An individual Pitch is one Kerf plus one land.

A Cumulative Pitch is a summation of a series of individual Pitches. A Gang of abrasive blades and Spacers are typically stacked to maintain a non-cumulative pitch specification.

Resin Bond
As a bonding system for abrasives, this system encompasses two main groups; these are Thermosetting and Thermoplastic.

• Thermosetting Resin
  Thermosetting resins used for bonding are generally stiff, brittle and “self Dressing” (free-cutting) this group of resins are widely used, for numerous applications.
• Thermoplastic Resin
  Thermoplastic resins used for bonding are typically tough and but rather elastic.

Sintering
A manufacturing process that uses pressure and heat to fuse the metals. There are two main process types used.

#1 Hot Press, this system applies the heat and the pressure required, simultaneously.

#2 Press/ Oven, this system uses high pressure and a sintering wax to produce a “Blank” which is then loaded into a Sintering oven or Furnace to fuse the metallurgy.

Slots, Slits or Serration’s
These are modifications done to the periphery of the blade to asset in delivery of coolant, and/or the removal of grinding swarf.

For best results, the number of and the shape of the slots should be designed specifically for the expected application.

Spacers
These are used to not only retain and support the blades, but also to establish the pitch and/or land of a gang arbor or hub module assembly. Spacers should be stable, stiff and lightweight for most precision applications. Some materials used for spacers and the benefits of each are:

Sintered Alumina – stable, stiff and lightweight (but brittle).

Sintered Tungsten Carbide – stable, stiff and tough (but heavy)

Anodized aluminum – very lightweight (but not as stable or as stiff)
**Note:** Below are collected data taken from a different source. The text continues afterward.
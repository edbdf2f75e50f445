#![forbid(unsafe_code)]

pub mod catalog;
pub mod gesture;
pub mod model;
pub mod session;
pub mod settings;
pub mod time;

pub use catalog::{Catalog, CatalogError};
pub use gesture::{DragState, DragTracker, GestureOutcome, Key};
pub use session::{
    AnswerOutcome, QuizSession, ScoringRules, SessionPhase, SessionProgress, SettleTicket,
};
pub use settings::{QuizSettings, SettingsError};
pub use time::Clock;
use std::sync::Arc;

use tokio::sync::watch;

use crate::view::ArenaView;

/// Latest-value broadcast of arena snapshots.
///
/// Subscribers only ever see the newest view; intermediate ones may be skipped
/// if they fall behind.
#[derive(Debug)]
pub struct ViewStore {
    tx: watch::Sender<Arc<ArenaView>>,
}

impl ViewStore {
    #[must_use]
    pub fn new(initial: ArenaView) -> Self {
        let (tx, _rx) = watch::channel(Arc::new(initial));
        Self { tx }
    }

    pub fn publish(&self, view: ArenaView) {
        self.tx.send_replace(Arc::new(view));
    }

    #[must_use]
    pub fn subscribe(&self) -> watch::Receiver<Arc<ArenaView>> {
        self.tx.subscribe()
    }

    #[must_use]
    pub fn latest(&self) -> Arc<ArenaView> {
        Arc::clone(&self.tx.borrow())
    }

    #[must_use]
    pub fn subscriber_count(&self) -> usize {
        self.tx.receiver_count()
    }
}
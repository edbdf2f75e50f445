//! Shared helpers for integration tests.

use once_cell::sync::OnceCell;
use tracing_subscriber::{EnvFilter, fmt};

use quiz_core::model::{CardId, Difficulty, KnowledgeDomain, QuizCard};
use quiz_core::time::fixed_clock;
use quiz_core::{Catalog, QuizSettings};
use services::{QuizContext, ShuffleSource};

static LOGGING: OnceCell<()> = OnceCell::new();

/// Test logging, controlled by `TEST_LOG`, then `RUST_LOG`, defaulting to `warn`.
pub fn init_logging() {
    LOGGING.get_or_init(|| {
        let filter = std::env::var("TEST_LOG")
            .or_else(|_| std::env::var("RUST_LOG"))
            .map(EnvFilter::new)
            .unwrap_or_else(|_| EnvFilter::new("warn"));

        fmt()
            .with_env_filter(filter)
            .with_test_writer()
            .without_time()
            .try_init()
            .ok();
    });
}

pub fn card(id: &str, answer_is_true: bool) -> QuizCard {
    QuizCard {
        id: CardId::new(id),
        domain: KnowledgeDomain::Economie,
        prompt: format!("statement {id}"),
        answer_is_true,
        explanation: format!("explanation {id}"),
        spice_line: None,
        difficulty: Difficulty::Facile,
    }
}

pub fn context_with(cards: Vec<QuizCard>) -> QuizContext {
    init_logging();
    QuizContext::new(
        QuizSettings::default_arcade(),
        Catalog::new(cards).unwrap(),
        fixed_clock(),
        ShuffleSource::Seeded(5),
    )
}
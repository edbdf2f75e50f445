use chrono::{DateTime, Utc};
use serde::{Deserialize, Serialize};
use std::collections::VecDeque;
use std::sync::Arc;

use crate::model::card::QuizCard;

//
// ─── DIRECTION ─────────────────────────────────────────────────────────────────
//

/// Side a card is thrown to. Right means "true", left means "false".
#[derive(Debug, Clone, Copy, PartialEq, Eq, Hash, Serialize, Deserialize)]
#[serde(rename_all = "lowercase")]
pub enum SwipeDirection {
    Left,
    Right,
}

impl SwipeDirection {
    #[must_use]
    pub fn guess_is_true(self) -> bool {
        matches!(self, SwipeDirection::Right)
    }

    /// Direction of a signed horizontal offset; `None` at zero.
    #[must_use]
    pub fn from_offset(offset: f64) -> Option<Self> {
        if offset > 0.0 {
            Some(SwipeDirection::Right)
        } else if offset < 0.0 {
            Some(SwipeDirection::Left)
        } else {
            None
        }
    }

    /// Unit sign used for fly-out offsets.
    #[must_use]
    pub fn sign(self) -> f64 {
        match self {
            SwipeDirection::Left => -1.0,
            SwipeDirection::Right => 1.0,
        }
    }
}

//
// ─── SNAPSHOT ──────────────────────────────────────────────────────────────────
//

/// Immutable record of one answer.
#[derive(Debug, Clone, PartialEq, Serialize)]
#[serde(rename_all = "camelCase")]
pub struct AnswerSnapshot {
    pub card: Arc<QuizCard>,
    pub guess_is_true: bool,
    pub was_correct: bool,
    pub direction: SwipeDirection,
    pub timestamp: DateTime<Utc>,
}

impl AnswerSnapshot {
    #[must_use]
    pub fn new(card: Arc<QuizCard>, direction: SwipeDirection, timestamp: DateTime<Utc>) -> Self {
        let guess_is_true = direction.guess_is_true();
        let was_correct = guess_is_true == card.answer_is_true;
        Self {
            card,
            guess_is_true,
            was_correct,
            direction,
            timestamp,
        }
    }
}

//
// ─── HISTORY ───────────────────────────────────────────────────────────────────
//

/// Most recent answers, newest first, bounded to `capacity` entries.
#[derive(Debug, Clone, PartialEq)]
pub struct AnswerHistory {
    entries: VecDeque<AnswerSnapshot>,
    capacity: usize,
}

impl AnswerHistory {
    /// A zero capacity is bumped to one.
    #[must_use]
    pub fn with_capacity(capacity: usize) -> Self {
        let capacity = capacity.max(1);
        Self {
            entries: VecDeque::with_capacity(capacity),
            capacity,
        }
    }

    pub fn record(&mut self, snapshot: AnswerSnapshot) {
        self.entries.push_front(snapshot);
        self.entries.truncate(self.capacity);
    }

    pub fn clear(&mut self) {
        self.entries.clear();
    }

    #[must_use]
    pub fn capacity(&self) -> usize {
        self.capacity
    }

    #[must_use]
    pub fn len(&self) -> usize {
        self.entries.len()
    }

    #[must_use]
    pub fn is_empty(&self) -> bool {
        self.entries.is_empty()
    }

    #[must_use]
    pub fn latest(&self) -> Option<&AnswerSnapshot> {
        self.entries.front()
    }

    pub fn iter(&self) -> impl Iterator<Item = &AnswerSnapshot> {
        self.entries.iter()
    }

    #[must_use]
    pub fn to_vec(&self) -> Vec<AnswerSnapshot> {
        self.entries.iter().cloned().collect()
    }
}
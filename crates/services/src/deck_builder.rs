use std::sync::Arc;

use rand::rngs::StdRng;
use rand::seq::SliceRandom;
use rand::{Rng, SeedableRng};

use quiz_core::Catalog;
use quiz_core::model::{Deck, QuizCard};

/// Where deck shuffles draw their randomness from.
#[derive(Debug, Clone, Copy, Default, PartialEq, Eq)]
pub enum ShuffleSource {
    #[default]
    Entropy,
    /// Reproducible shuffles, for tests and replays.
    Seeded(u64),
}

impl ShuffleSource {
    #[must_use]
    pub fn rng(self) -> StdRng {
        match self {
            ShuffleSource::Entropy => StdRng::from_os_rng(),
            ShuffleSource::Seeded(seed) => StdRng::seed_from_u64(seed),
        }
    }
}

/// Deals play-through decks from a catalog.
#[derive(Debug, Clone)]
pub struct DeckBuilder {
    catalog: Arc<Catalog>,
}

impl DeckBuilder {
    #[must_use]
    pub fn new(catalog: Arc<Catalog>) -> Self {
        Self { catalog }
    }

    #[must_use]
    pub fn catalog(&self) -> &Catalog {
        &self.catalog
    }

    /// Returns a uniformly shuffled copy of the catalog (Fisher–Yates).
    ///
    /// The catalog itself is left untouched.
    pub fn build<R: Rng + ?Sized>(&self, rng: &mut R) -> Deck {
        let mut cards: Vec<Arc<QuizCard>> = self.catalog.cards().to_vec();
        cards.shuffle(rng);
        Deck::from_cards(cards)
    }
}

#[cfg(test)]
mod tests {
    use super::*;
    use quiz_core::model::{CardId, Difficulty, KnowledgeDomain};
    use std::collections::HashMap;

    fn small_catalog(n: usize) -> Arc<Catalog> {
        let cards = (0..n)
            .map(|i| QuizCard {
                id: CardId::new(format!("card-{i}")),
                domain: KnowledgeDomain::Economie,
                prompt: format!("prompt {i}"),
                answer_is_true: i % 2 == 0,
                explanation: String::new(),
                spice_line: None,
                difficulty: Difficulty::Facile,
            })
            .collect();
        Arc::new(Catalog::new(cards).unwrap())
    }

    #[test]
    fn deck_is_a_permutation_of_the_catalog() {
        let builder = DeckBuilder::new(Arc::new(Catalog::builtin()));
        let mut rng = ShuffleSource::Seeded(7).rng();

        for _ in 0..20 {
            let mut dealt = builder.build(&mut rng).ids();
            let mut expected: Vec<_> = builder.catalog().cards().iter().map(|c| c.id.clone()).collect();
            dealt.sort();
            expected.sort();
            assert_eq!(dealt, expected);
        }
    }

    #[test]
    fn building_leaves_catalog_order_untouched() {
        let catalog = Arc::new(Catalog::builtin());
        let before: Vec<_> = catalog.cards().iter().map(|c| c.id.clone()).collect();
        let builder = DeckBuilder::new(Arc::clone(&catalog));
        let _ = builder.build(&mut ShuffleSource::Seeded(1).rng());
        let after: Vec<_> = catalog.cards().iter().map(|c| c.id.clone()).collect();
        assert_eq!(before, after);
    }

    #[test]
    fn seeded_source_is_reproducible() {
        let builder = DeckBuilder::new(Arc::new(Catalog::builtin()));
        let a = builder.build(&mut ShuffleSource::Seeded(42).rng()).ids();
        let b = builder.build(&mut ShuffleSource::Seeded(42).rng()).ids();
        assert_eq!(a, b);
    }

    #[test]
    fn every_ordering_is_roughly_equally_likely() {
        let builder = DeckBuilder::new(small_catalog(3));
        let mut rng = ShuffleSource::Seeded(2024).rng();
        let draws = 6_000;
        let mut counts: HashMap<Vec<CardId>, u32> = HashMap::new();

        for _ in 0..draws {
            *counts.entry(builder.build(&mut rng).ids()).or_default() += 1;
        }

        // 3! orderings, ~1000 each; sd is about 29.
        assert_eq!(counts.len(), 6);
        for (order, count) in &counts {
            assert!(
                (850..=1150).contains(count),
                "ordering {order:?} drawn {count} times"
            );
        }
    }
}
impl QuizSession {
    #[must_use]
    pub fn new(id: SessionId, deck: Deck, rules: ScoringRules, history_capacity: usize) -> Self {
        Self {
            id,
            total: deck.len(),
            deck,
            score: 0,
            streak: 0,
            best_streak: 0,
            history: AnswerHistory::with_capacity(history_capacity),
            status: CardStatus::Pending,
            pending: None,
            next_ticket: 0,
            rules,
        }
    }

    #[must_use]
    pub fn id(&self) -> SessionId {
        self.id
    }

    #[must_use]
    pub fn phase(&self) -> SessionPhase {
        if self.pending.is_some() {
            SessionPhase::Animating
        } else if self.deck.is_empty() {
            SessionPhase::Complete
        } else {
            SessionPhase::Playing
        }
    }

    #[must_use]
    pub fn is_complete(&self) -> bool {
        self.phase() == SessionPhase::Complete
    }

    #[must_use]
    pub fn interactions_locked(&self) -> bool {
        self.pending.is_some()
    }

    /// True when a new answer would be accepted.
    #[must_use]
    pub fn accepts_input(&self) -> bool {
        self.phase() == SessionPhase::Playing
    }

    #[must_use]
    pub fn pending_settle(&self) -> Option<SettleTicket> {
        self.pending
    }

    #[must_use]
    pub fn active_card(&self) -> Option<&Arc<QuizCard>> {
        self.deck.front()
    }

    pub fn upcoming(&self, count: usize) -> impl Iterator<Item = &Arc<QuizCard>> {
        self.deck.upcoming(count)
    }

    #[must_use]
    pub fn deck(&self) -> &Deck {
        &self.deck
    }

    #[must_use]
    pub fn score(&self) -> u32 {
        self.score
    }

    #[must_use]
    pub fn streak(&self) -> u32 {
        self.streak
    }

    #[must_use]
    pub fn best_streak(&self) -> u32 {
        self.best_streak
    }

    #[must_use]
    pub fn card_status(&self) -> CardStatus {
        self.status
    }

    #[must_use]
    pub fn history(&self) -> &AnswerHistory {
        &self.history
    }

    #[must_use]
    pub fn total_cards(&self) -> usize {
        self.total
    }

    /// Cards that have left the deck. The card being animated is not counted yet.
    #[must_use]
    pub fn answered_cards(&self) -> usize {
        self.total.saturating_sub(self.deck.len())
    }

    #[must_use]
    pub fn remaining_cards(&self) -> usize {
        self.deck.len()
    }

    #[must_use]
    pub fn remaining_by_domain(&self) -> Vec<DomainCount> {
        self.deck.remaining_by_domain()
    }

    #[must_use]
    pub fn progress(&self) -> SessionProgress {
        SessionProgress {
            total: self.total_cards(),
            answered: self.answered_cards(),
            remaining: self.remaining_cards(),
            is_complete: self.is_complete(),
        }
    }

    /// Register an answer for the active card and lock the session.
    ///
    /// Returns `AnswerOutcome::Ignored` while locked or once the deck is empty.
    pub fn submit_answer(
        &mut self,
        direction: SwipeDirection,
        answered_at: DateTime<Utc>,
    ) -> AnswerOutcome {
        if !self.accepts_input() {
            return AnswerOutcome::Ignored;
        }
        let Some(card) = self.deck.front().cloned() else {
            return AnswerOutcome::Ignored;
        };

        let snapshot = AnswerSnapshot::new(card, direction, answered_at);
        let was_correct = snapshot.was_correct;

        self.score = self.rules.apply(self.score, was_correct);
        self.streak = if was_correct { self.streak + 1 } else { 0 };
        self.best_streak = self.best_streak.max(self.streak);
        self.status = CardStatus::from_correctness(was_correct);
        self.history.record(snapshot.clone());

        let ticket = SettleTicket(self.next_ticket);
        self.next_ticket += 1;
        self.pending = Some(ticket);

        AnswerOutcome::Accepted { snapshot, ticket }
    }

    /// Finish the animation started by `ticket`: drop the answered card and unlock.
    ///
    /// Returns false (and changes nothing) when `ticket` is not the pending one,
    /// e.g. after a reset.
    pub fn settle(&mut self, ticket: SettleTicket) -> bool {
        if self.pending != Some(ticket) {
            return false;
        }
        self.pending = None;
        self.deck.pop_front();
        self.status = CardStatus::Pending;
        true
    }

    /// Start over with a fresh deck. Any pending settle is cancelled.
    pub fn reset(&mut self, id: SessionId, deck: Deck) {
        self.id = id;
        self.total = deck.len();
        self.deck = deck;
        self.score = 0;
        self.streak = 0;
        self.best_streak = 0;
        self.history.clear();
        self.status = CardStatus::Pending;
        self.pending = None;
    }
}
Steering (inconstant kerf location)
Steering can be caused by blade loading, exceedingly high aspect ratio, or otherwise poorly suited to the application can lead to the blade steering or “waviness” of cut.

Synthetic Diamond
Many different types, from sharp/angular to very “blocky”. These crystals are created under conditions of extreme pressures and temperatures from a Graphite/catalyst feed stock, and then (most types) are milled and/or sorted to very specific groups of shapes, thus the shape within each group is very consistent.There are two main types of Synthetic diamond crystals produced; the first group is a mono-crystalline, this type is grown from a single “seed”, thus it has very few major internal boundaries (weak areas) because of this it is very strong with very few flaws. The second group is the poly-crystalline, this type is grown from multiple seeds, thus having many cleavage points, and this makes for a crystal with many internal boundaries or flaws, the more flaws the greater the friability. Friability in abrasives is defined as a particle’s ability to self sharpen through the expulsion of dull or worn cutting faces, without causing the entire abrasive particle to dislodge or pull-out.

Vitrified Bond
This is a Glass (Ceramic) bonding system that is extremely hard, but also very brittle, this limits its applications, but in suitable applications they are long lasting (similar to metal bond) and free cutting (similar to resin bond)